A trickle charge is a continuous constant-current charge at a low (about C/100) rate which is used to maintain the battery in a fully charged condition. Trickle charging is used to recharge a battery for losses from self-discharge as well as to restore the energy discharged during intermittent use of the battery. This method is typically used for SLI and similar type batteries when the battery is removed from the vehicle or its regular source of charging. Trickle charging is also used widely for portable tools and equipment such as flashlights and battery powered screwdrivers.

Avoiding Overdischarge

In order to obtain maximum life from lead-acid batteries, they should be disconnected from the load once they have discharged their full capacity. The cutoff voltage of a lead-acid cell is usually around 1.75 V. However, the cutoff voltage is very sensitive to operating temperature and discharge rate. Like batteries discharged at a high rate will have a lower cutoff voltage than those discharged at a low rate. Greater capacities are obtained at higher temperatures and low discharge rates. The manufacturer should specify cutoff voltages for various operating temperatures and discharge rates.

Overdischarge may cause difficulties in recharging the cell by increasing the battery's internal resistance. Also, overdischarging may cause lead to be precipitated in the separator and cause a short in the cell or between cells.

Maintaining Electrolyte Levels

During normal operation, water is lost from a flooded lead-acid battery as a result of evaporation and electrolysis into hydrogen and oxygen, which escape into the atmosphere. One Faraday of overcharge will result in a loss of about 18 g of water. Evaporation is a relatively small part of the loss except in very hot, dry climates. With a fully charged battery, electrolysis consumes water at a rate of 0.336 cm' per amperehour overcharge. A 5000-Ah battery overcharged 10% can thus lose 16.8 cm', or about 0.3%, of its water each cycle. It is important that the electrolyte be maintained at the proper level in the battery. The electrolyte not only serves as the ionic conductor, but is a major factor in the transfer of heat from the plates. If the electrolyte is below the plate level, then an area of the plate is not electrochemically efficient; this causes a concentration of heat in other parts of the battery. Periodic checking of water consumption can also serve as a rough check on charging efficiency and may warn when adjustment of the charger is required.
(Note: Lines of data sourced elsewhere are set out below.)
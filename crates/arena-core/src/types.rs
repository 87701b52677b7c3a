//! Shared types used across Agent Arena crates.

use std::fmt;

use serde::{Deserialize, Serialize};

/// Identity record a validated agent must return from its identity
/// endpoint.
///
/// The wire format uses PascalCase keys: `{"Owner": "btc", "Taunts":
/// ["gg"]}`. The record is only used to confirm protocol compliance;
/// it is never persisted.
#[derive(Debug, Clone, PartialEq, Serialize, Deserialize)]
#[serde(rename_all = "PascalCase")]
pub struct AgentIdentity {
    /// Owner identifier for the agent.
    pub owner: String,
    /// Display strings the agent may show during play.
    pub taunts: Vec<String>,
}

/// Host-side network endpoint a container's service port was mapped to.
#[derive(Debug, Clone, PartialEq, Eq, Serialize, Deserialize)]
pub struct Endpoint {
    /// Host address the runtime bound the mapping to.
    pub host: String,
    /// Ephemeral host port.
    pub port: u16,
}

impl Endpoint {
    pub fn new(host: impl Into<String>, port: u16) -> Self {
        Self {
            host: host.into(),
            port,
        }
    }
}

impl fmt::Display for Endpoint {
    fn fmt(&self, f: &mut fmt::Formatter<'_>) -> fmt::Result {
        write!(f, "{}:{}", self.host, self.port)
    }
}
Since replacing water can be a major maintenance cost, water loss can be reduced by controlling the amount of overcharge and by using hydrogen and oxygen recombining devices in each cell where possible. Addition of water is best accomplished after recharge and before an equalization charge. Water is added at the end of the charge to reach the high level line. Gassing during overcharge will stir the water into the acid uniformly. In freezing weather, water should not be added without mixing as it may freeze before gassing occurs. Only distilled water should be added to batteries. Although demineralized or tap water may be approved for some batteries, the low cost of distilled water makes it the best choice. Automatic watering devices and reliability testing can reduce maintenance labor costs further. Overfilling must be avoided because the resultant overflow of acid electrolyte will cause tray corrosion, ground paths, and loss of cell capacity. Although distilled water is no longer specified by most battery manufacturers, good quality water, low in minerals and heavy metal ions such as iron, will help prolong battery life.

Cleaning

Keeping the battery clean will minimize corrosion of cell post connectors and steel trays and avoid expensive repairs. Batteries commonly pick up dry dirt which can be readily blown off or brushed away. This dirt should be removed before moisture makes it a conductor of stray currents. The top of the battery can become wet with electrolyte any time a cell is overfilled. The acid in this electrolyte does not evaporate and should be neutralized by washing the battery with a solution of baking soda and hot water, approximately 1 kg of baking soda to 4 L of water. After application of such a solution, the area should be rinsed thoroughly with water.

A good example procedure for cleaning may be found in DOE-STD-3003-94, Backup Power Sources for DOE Facilities.